Choice is yours fella. If you can afford the single card go with that, but if trying to max your pennies, then sli. Bear in mind two cards demand more cpu resources so will need something reasonable to feed them :-)

This has really turned into a microstutter thread, but read the comments and decide :-) Good luck.
 
i think i notice these stutters

which what drive me and becoming an obession to get better cpu and gpu to play games at the magical 60fps to make the stutter almost undetected by our naked eyes

i agree that a single gpu is better but most of the time the multi gpu set up is just so god damn good value for money.

but i think i'll continue to use multi gpu set up even with these flaws
 
*sigh* How many times do I need to re-post the same information?


As I explained earlier in great detail, there are edge effects when you are close to the transition framerates with vsync enabled. Sufficiently close to these transitions you can still get irregular frame output. However, at framerates more than a couple of % above the monitor's maximum refresh rate, you will see no microstutter. I have plenty of quantitative evidence of this (which I'm not reporting AGAIN).
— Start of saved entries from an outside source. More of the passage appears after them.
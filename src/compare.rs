//! Strict weak orders injected into the trees.

/// A strict weak order over `T`.
///
/// Only `less` is required; the trees derive every other relation from it.
///
/// # Examples
///
/// ```
/// use treap_bimap::compare::{Compare, Natural};
///
/// assert!(Natural.less(&1, &2));
/// assert!(Natural.equal(&2, &2));
///
/// let reversed = |a: &u32, b: &u32| b < a;
/// assert!(reversed.less(&2, &1));
/// ```
pub trait Compare<T: ?Sized> {
    /// Returns `true` if `a` is ordered strictly before `b`.
    fn less(&self, a: &T, b: &T) -> bool;

    fn greater(&self, a: &T, b: &T) -> bool {
        self.less(b, a)
    }

    fn less_or_equal(&self, a: &T, b: &T) -> bool {
        !self.less(b, a)
    }

    fn equal(&self, a: &T, b: &T) -> bool {
        !self.less(a, b) && !self.less(b, a)
    }
}

/// The order given by `Ord`.
#[derive(Clone, Copy, Debug, Default, Eq, PartialEq)]
pub struct Natural;

impl<T: Ord + ?Sized> Compare<T> for Natural {
    fn less(&self, a: &T, b: &T) -> bool {
        a < b
    }
}

impl<T: ?Sized, F> Compare<T> for F
where
    F: Fn(&T, &T) -> bool,
{
    fn less(&self, a: &T, b: &T) -> bool {
        self(a, b)
    }
}

#[cfg(test)]
mod tests {
    use super::{Compare, Natural};

    #[test]
    fn test_natural() {
        assert!(Natural.less(&1, &2));
        assert!(!Natural.less(&2, &2));
        assert!(Natural.greater(&3, &2));
        assert!(Natural.less_or_equal(&2, &2));
        assert!(Natural.equal("a", "a"));
        assert!(!Natural.equal("a", "b"));
    }

    #[test]
    fn test_closure() {
        let by_len = |a: &String, b: &String| a.len() < b.len();
        assert!(by_len.less(&"a".to_string(), &"bb".to_string()));
        assert!(by_len.equal(&"ab".to_string(), &"cd".to_string()));
    }
}
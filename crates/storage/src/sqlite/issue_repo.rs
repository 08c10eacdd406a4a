use chrono::{DateTime, Utc};
use practice_core::model::QuestionId;
use sqlx::Row;

use super::SqliteRepository;
use super::mapping::{question_id_from_i64, question_id_to_i64, ser};
use crate::repository::{IssueReport, IssueRepository, StorageError};

#[async_trait::async_trait]
impl IssueRepository for SqliteRepository {
    async fn report_issue(
        &self,
        question_id: QuestionId,
        reason: &str,
        reported_at: DateTime<Utc>,
    ) -> Result<(), StorageError> {
        sqlx::query(
            r"
            INSERT INTO question_issues (question_id, reason, created_at)
            VALUES (?1, ?2, ?3)
            ",
        )
        .bind(question_id_to_i64(question_id)?)
        .bind(reason.to_owned())
        .bind(reported_at)
        .execute(&self.pool)
        .await
        .map_err(|e| StorageError::Connection(e.to_string()))?;

        Ok(())
    }

    async fn list_issues(&self) -> Result<Vec<IssueReport>, StorageError> {
        let rows = sqlx::query(
            r"
            SELECT question_id, reason, created_at
            FROM question_issues
            ORDER BY id ASC
            ",
        )
        .fetch_all(&self.pool)
        .await
        .map_err(|e| StorageError::Connection(e.to_string()))?;

        let mut issues = Vec::with_capacity(rows.len());
        for row in rows {
            issues.push(IssueReport {
                question_id: question_id_from_i64(row.try_get::<i64, _>("question_id").map_err(ser)?)?,
                reason: row.try_get("reason").map_err(ser)?,
                reported_at: row.try_get("created_at").map_err(ser)?,
            });
        }
        Ok(issues)
    }
}
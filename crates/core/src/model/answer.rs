use chrono::{DateTime, Utc};

use crate::model::ids::{GroupEpoch, QuestionId, SessionId};

//
// ─── KEY ───────────────────────────────────────────────────────────────────────
//

/// Ledger key: one entry per (session, question, group epoch).
///
/// Answers never migrate across epochs — a rebuilt group starts with a
/// clean slate even for a question it shares with its predecessor.
#[derive(Debug, Clone, Copy, PartialEq, Eq, Hash)]
pub struct AnswerKey {
    pub session_id: SessionId,
    pub question_id: QuestionId,
    pub epoch: GroupEpoch,
}

impl AnswerKey {
    #[must_use]
    pub fn new(session_id: SessionId, question_id: QuestionId, epoch: GroupEpoch) -> Self {
        Self {
            session_id,
            question_id,
            epoch,
        }
    }
}

//
// ─── RECORD ────────────────────────────────────────────────────────────────────
//

/// One recorded answer.
///
/// `counted` marks whether this entry has already driven the mastery-counter
/// mutation; it transitions false→true at most once and is sticky from then
/// on, which is what makes re-submission idempotent.
#[derive(Debug, Clone, PartialEq, Eq)]
pub struct AnswerRecord {
    key: AnswerKey,
    submitted: String,
    is_correct: bool,
    counted: bool,
    answered_at: DateTime<Utc>,
}

impl AnswerRecord {
    #[must_use]
    pub fn new(
        key: AnswerKey,
        submitted: impl Into<String>,
        is_correct: bool,
        counted: bool,
        answered_at: DateTime<Utc>,
    ) -> Self {
        Self {
            key,
            submitted: submitted.into(),
            is_correct,
            counted,
            answered_at,
        }
    }

    #[must_use]
    pub fn key(&self) -> AnswerKey {
        self.key
    }

    #[must_use]
    pub fn submitted(&self) -> &str {
        &self.submitted
    }

    #[must_use]
    pub fn is_correct(&self) -> bool {
        self.is_correct
    }

    #[must_use]
    pub fn is_counted(&self) -> bool {
        self.counted
    }

    #[must_use]
    pub fn answered_at(&self) -> DateTime<Utc> {
        self.answered_at
    }

    /// Overwrites the submission and its verdict; the counted flag is
    /// preserved (sticky once set).
    pub fn resubmit(
        &mut self,
        submitted: impl Into<String>,
        is_correct: bool,
        answered_at: DateTime<Utc>,
    ) {
        self.submitted = submitted.into();
        self.is_correct = is_correct;
        self.answered_at = answered_at;
    }

    /// Marks the counter mutation as applied.
    pub fn mark_counted(&mut self) {
        self.counted = true;
    }
}

//
// ─── TESTS ─────────────────────────────────────────────────────────────────────
//

#[cfg(test)]
mod tests {
    use super::*;
    use crate::time::fixed_now;

    fn key() -> AnswerKey {
        AnswerKey::new(SessionId::generate(), QuestionId::new(7), GroupEpoch::new(1))
    }

    #[test]
    fn resubmit_updates_verdict_but_keeps_counted() {
        let mut record = AnswerRecord::new(key(), "A", false, true, fixed_now());

        record.resubmit("B", true, fixed_now());

        assert_eq!(record.submitted(), "B");
        assert!(record.is_correct());
        assert!(record.is_counted());
    }

    #[test]
    fn mark_counted_is_one_way() {
        let mut record = AnswerRecord::new(key(), "A", true, false, fixed_now());
        assert!(!record.is_counted());

        record.mark_counted();
        record.resubmit("C", false, fixed_now());
        assert!(record.is_counted());
    }
}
Regarding your "point 3", what exactly are you trying to say here? That entire schpeel is incomprehensible... Try to make concise points devoid of weak opinion.

pt4: I put a percentage on the apparent reduction in framerate. "Smoothness" is a subjective thing, which we normally measure in frames-per-second. Microstutter renders the traditional frames-per-second measure of smoothness inaccurate. Read back to where I describe the procedure for quantifying framerate irregularity used in my program. It is a well defined mathematical procedure, using very well known statistical processes.

pt5: This relates back to the "you don't lose by adding a second GPU" principle. Whether you have one GPU or two, there are inevitably places where you will encounter CPU limitation (this varies game by game and game-scene by game-scene). Because multi-GPU output syncs to the regular output of the CPU in situations where the GPU finishes its workload before the CPU, there will be no loss of performance from the addition of a second GPU in such circumstances.



... You sound like you think I'm trying to make a point about microstutter, or multi-GPU setups one way or the other. I'm not. I don't care whether people go for single or multi-GPU setups. I couldn't care less about persuading people to go for one setup or the other. ALL I'M TRYING TO DO is explain to people WHAT microstutter is, and HOW it affects their gameplay experience. This consists of analysing its effects, and as far as possible, quantifying them. By understanding what microstutter is and how it affects gameplay, people can make a more informed choice about what setup to spend their hard earned cash on. In addition, by raising awareness of microstutter as a real phenomenon that can effect gameplay (which it is) we improve the chances of nvidia or ATI actually doing something to reduce it within drivers.

Well you can keep reposting the same information but it doesn't make it right. I am aware you have gone into great detail regarding the issue, but your stance seems to be the pros outweigh the cons so if it comes down to a choice between single or multi. You would still go multi, I wouldn't because I want smoothness at 60fps. So if I had to buy again I would go for the 480 instead of SLi. Which doesn't work properly at all in a few games. Settlers 7 for example.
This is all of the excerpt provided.